Volunteers consisting of Wounded Warriors, staff and spouses loaded up a bus with donations and spent the afternoon with children from the DD Plana Orphanage in Plana, Czech Republic, March 4.
"The children we met at the orphanage came from various disadvantaged backgrounds," said Capt. Marcelle Pasion, WTU nurse case manager who coordinated the trip. "We saw this as an opportunity for everyone who participated to experience social, emotional and physical growth with the various activities we shared with them."
This was especially true for the warriors.
"Many times they (warriors) get so bottled up with their healing there's a lot of outside things that can affect them," Pasion said. "By taking them out of that environment it helps them relax, to know everything is OK and to enjoy everything with the children."
According to Pasion, the WTU collected donations for a couple of months and what started out as three or four small boxes turned into huge boxes of donations for the kids whose ages range from 3 to 24.
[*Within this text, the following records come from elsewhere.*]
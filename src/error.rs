use std::fmt::Display;

use crate::mask::InvalidMask;

#[derive(Debug)]
pub enum Error {
    InvalidCommandLine(String),
    BadArgumentShape(usize),
    InvalidChannelMask(usize, String, InvalidMask),
    UnsupportedOutputFormat(String),
    InputFileNotFound(String),
    NoReadPermissionForInputFile(String),
    UnableToOpenInputFileForReading(String, std::io::Error),
    UnableToReadInputFile(String, std::io::Error),
    UnableToDecodeInputImage(String, image::ImageError),
    UnableToOpenOutputFileForWriting(String, std::io::Error),
    UnableToEncodeOutputImage(String, image::ImageError),
    UnableToWriteOutputFile(String, std::io::Error),
}

/// Failure classes that are reported with distinct exit codes.
#[derive(Clone, Copy, Debug, PartialEq, Eq)]
pub enum ErrorClass {
    Arguments,
    Input,
    Output,
}

impl ErrorClass {
    pub fn exit_code(&self) -> u8 {
        match self {
            Self::Arguments => 1,
            Self::Input => 2,
            Self::Output => 3,
        }
    }
}

impl Error {
    pub fn class(&self) -> ErrorClass {
        match self {
            Self::InvalidCommandLine(_)
            | Self::BadArgumentShape(_)
            | Self::InvalidChannelMask(..)
            | Self::UnsupportedOutputFormat(_) => ErrorClass::Arguments,
            Self::InputFileNotFound(_)
            | Self::NoReadPermissionForInputFile(_)
            | Self::UnableToOpenInputFileForReading(..)
            | Self::UnableToReadInputFile(..)
            | Self::UnableToDecodeInputImage(..) => ErrorClass::Input,
            Self::UnableToOpenOutputFileForWriting(..)
            | Self::UnableToEncodeOutputImage(..)
            | Self::UnableToWriteOutputFile(..) => ErrorClass::Output,
        }
    }
}

impl Display for Error {
    fn fmt(&self, f: &mut std::fmt::Formatter<'_>) -> std::fmt::Result {
        match self {
            Self::InvalidCommandLine(message) => write!(f, "{}", message.trim_end()),
            Self::BadArgumentShape(number_of_arguments) => {
                write!(
                    f,
                    "Wrong input format. Expected pairs of image path and channel mask followed by the output path, but got {} arguments",
                    number_of_arguments
                )
            }
            Self::InvalidChannelMask(pair_number, mask, reason) => {
                write!(
                    f,
                    "Channel mask '{}' of image {} is invalid: {}",
                    mask, pair_number, reason
                )
            }
            Self::UnsupportedOutputFormat(path) => {
                write!(
                    f,
                    "Output file '{}' is not supported. Only .png files are supported as output files",
                    path
                )
            }
            Self::InputFileNotFound(path) => {
                write!(f, "Input file '{}' not found", path)
            }
            Self::NoReadPermissionForInputFile(path) => {
                write!(
                    f,
                    "Unable open file '{}' for reading. Permission denied.",
                    path
                )
            }
            Self::UnableToOpenInputFileForReading(path, error) => {
                write!(
                    f,
                    "Unable to open input file '{}' for reading: {}",
                    path, error
                )
            }
            Self::UnableToReadInputFile(path, error) => {
                write!(f, "Unable to read input file '{}': {}", path, error)
            }
            Self::UnableToDecodeInputImage(path, error) => {
                write!(f, "Unable to decode input image '{}': {}", path, error)
            }
            Self::UnableToOpenOutputFileForWriting(path, error) => {
                write!(
                    f,
                    "Unable to open output file '{}' for writing: {}",
                    path, error
                )
            }
            Self::UnableToEncodeOutputImage(path, error) => {
                write!(f, "Unable to encode output image '{}': {}", path, error)
            }
            Self::UnableToWriteOutputFile(path, error) => {
                write!(f, "Unable to write output file '{}': {}", path, error)
            }
        }
    }
}

impl std::error::Error for Error {
    fn source(&self) -> Option<&(dyn std::error::Error + 'static)> {
        match self {
            Self::InvalidChannelMask(_, _, reason) => Some(reason),
            Self::UnableToOpenInputFileForReading(_, error)
            | Self::UnableToReadInputFile(_, error)
            | Self::UnableToOpenOutputFileForWriting(_, error)
            | Self::UnableToWriteOutputFile(_, error) => Some(error),
            Self::UnableToDecodeInputImage(_, error) | Self::UnableToEncodeOutputImage(_, error) => {
                Some(error)
            }
            _ => None,
        }
    }
}
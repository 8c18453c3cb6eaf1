use std::io::Write;

use image::codecs::png::PngEncoder;
use image::{ExtendedColorType, ImageEncoder};

use crate::error::Error;
use crate::raster::{Image, ImageWriter};

pub struct PngImageWriter<'a, T: Write> {
    writer: T,
    image: &'a Image,
    destination_name: String,
}

impl<'a, T: Write> PngImageWriter<'a, T> {
    pub fn new(writer: T, image: &'a Image, destination_name: &str) -> Self {
        Self {
            writer,
            image,
            destination_name: destination_name.to_owned(),
        }
    }
}

impl<T: Write> ImageWriter for PngImageWriter<'_, T> {
    fn write_image(&mut self) -> crate::Result<()> {
        PngEncoder::new(&mut self.writer)
            .write_image(
                self.image.dots(),
                self.image.width(),
                self.image.height(),
                ExtendedColorType::Rgba8,
            )
            .map_err(|e| Error::UnableToEncodeOutputImage(self.destination_name.clone(), e))?;
        self.writer
            .flush()
            .map_err(|e| Error::UnableToWriteOutputFile(self.destination_name.clone(), e))
    }
}

#[cfg(test)]
mod tests {
    use std::io::{self, Write};

    use super::PngImageWriter;
    use crate::error::Error;
    use crate::raster::{Image, ImageWriter};

    struct FailingWriter;

    impl Write for FailingWriter {
        fn write(&mut self, _buf: &[u8]) -> io::Result<usize> {
            Err(io::Error::other("disk full"))
        }

        fn flush(&mut self) -> io::Result<()> {
            Ok(())
        }
    }

    #[test]
    fn write_rgba8_png() {
        let image = Image::new(2, 1, vec![255, 0, 0, 255, 0, 0, 255, 128]);
        let mut buffer = Vec::new();
        PngImageWriter::new(&mut buffer, &image, "memory")
            .write_image()
            .unwrap();
        let decoded = image::load_from_memory_with_format(&buffer, image::ImageFormat::Png)
            .unwrap();
        assert_eq!(decoded.color(), image::ColorType::Rgba8);
        assert_eq!(decoded.to_rgba8().into_raw(), image.dots());
    }

    #[test]
    fn report_write_failure() {
        let image = Image::filled(1, 1, [0, 0, 0, 255]);
        let result = PngImageWriter::new(FailingWriter, &image, "broken.png").write_image();
        match result {
            Err(Error::UnableToEncodeOutputImage(name, _)) => assert_eq!(name, "broken.png"),
            Err(other) => panic!("unexpected error {}", other),
            Ok(_) => panic!("write failure was not detected"),
        }
    }
}
use std::env;

use log::LevelFilter;
use log4rs::append::console::{ConsoleAppender, Target};
use log4rs::config::{Appender, Config, Root};
use log4rs::encode::pattern::PatternEncoder;

const DEFAULT_CONFIG_FILE: &str = "log4rs.yaml";
const CONFIG_FILE_VARIABLE: &str = "RGBA_CHANNEL_MERGE_LOG_CONFIG";
const FALLBACK_PATTERN: &str = "{h({l})} {t} - {m}{n}";

#[ctor::ctor]
fn init() {
    let config_file =
        env::var(CONFIG_FILE_VARIABLE).unwrap_or_else(|_| DEFAULT_CONFIG_FILE.to_owned());
    if log4rs::init_file(&config_file, Default::default()).is_ok() {
        return;
    }
    if let Err(e) = init_fallback() {
        eprintln!("Unable to initialise logging: {}", e);
    }
}

/// warnings and errors on stderr, used when no config file is found
fn init_fallback() -> Result<(), Box<dyn std::error::Error>> {
    let stderr = ConsoleAppender::builder()
        .target(Target::Stderr)
        .encoder(Box::new(PatternEncoder::new(FALLBACK_PATTERN)))
        .build();
    let config = Config::builder()
        .appender(Appender::builder().build("stderr", Box::new(stderr)))
        .build(Root::builder().appender("stderr").build(LevelFilter::Warn))?;
    log4rs::init_config(config)?;
    Ok(())
}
"There are about 27 children there and they love everything from sports to Bath and Body Works to hip-hop to make-up," Pasion said. We got tremendous donations and I want to thank the people who gave...everybody gave something."
Donations included: clothes, shoes, toys, school supplies, sports equipment and even an electronic keyboard.
"I donated a keyboard because there are two kids that play piano," said Sgt. 1st Class Brett McHaney, WTU platoon sergeant. "It actually shows you the keys. The keys light up for the song you want to play."
There was a language barrier, but everyone found a way to communicate through the art of playing. Some helped the smaller children create works of art and others relied on the universal language of sports.
"They didn't know how to play basketball because they play a lot of soccer," McHaney said. "So we showed them what to do."
Although the day was about giving back, McHaney said he thinks the warriors also gained something from the trip.
"I think that with Wounded Warriors, things are always given. We give our time, we give our attention and I think it's good that they're learning how to do that back," he said. "This was an opportunity for them to give back and see how it affects the people who are receiving."
Capt. Ryan Putnam, the WTU commander, couldn't agree more.
"I think it's important for the warriors to keep engaged in service as they heal and transition because this is what our institution is about," Putnam said. "We are warriors, but we are also guardians of freedom who serve to maintain peace and we do this in a number of ways - primarily through community involvement and active participation in the lives of others who may be in need."
Overall, Pasion said the trip was a success and they were humbled by the children.
"It was unexpected to see the meaning of joy seen in their smiles, the appreciation of each child and the numerous hugs some of us received when we left," she said. "It was a wonderful experience and most of us would like to return."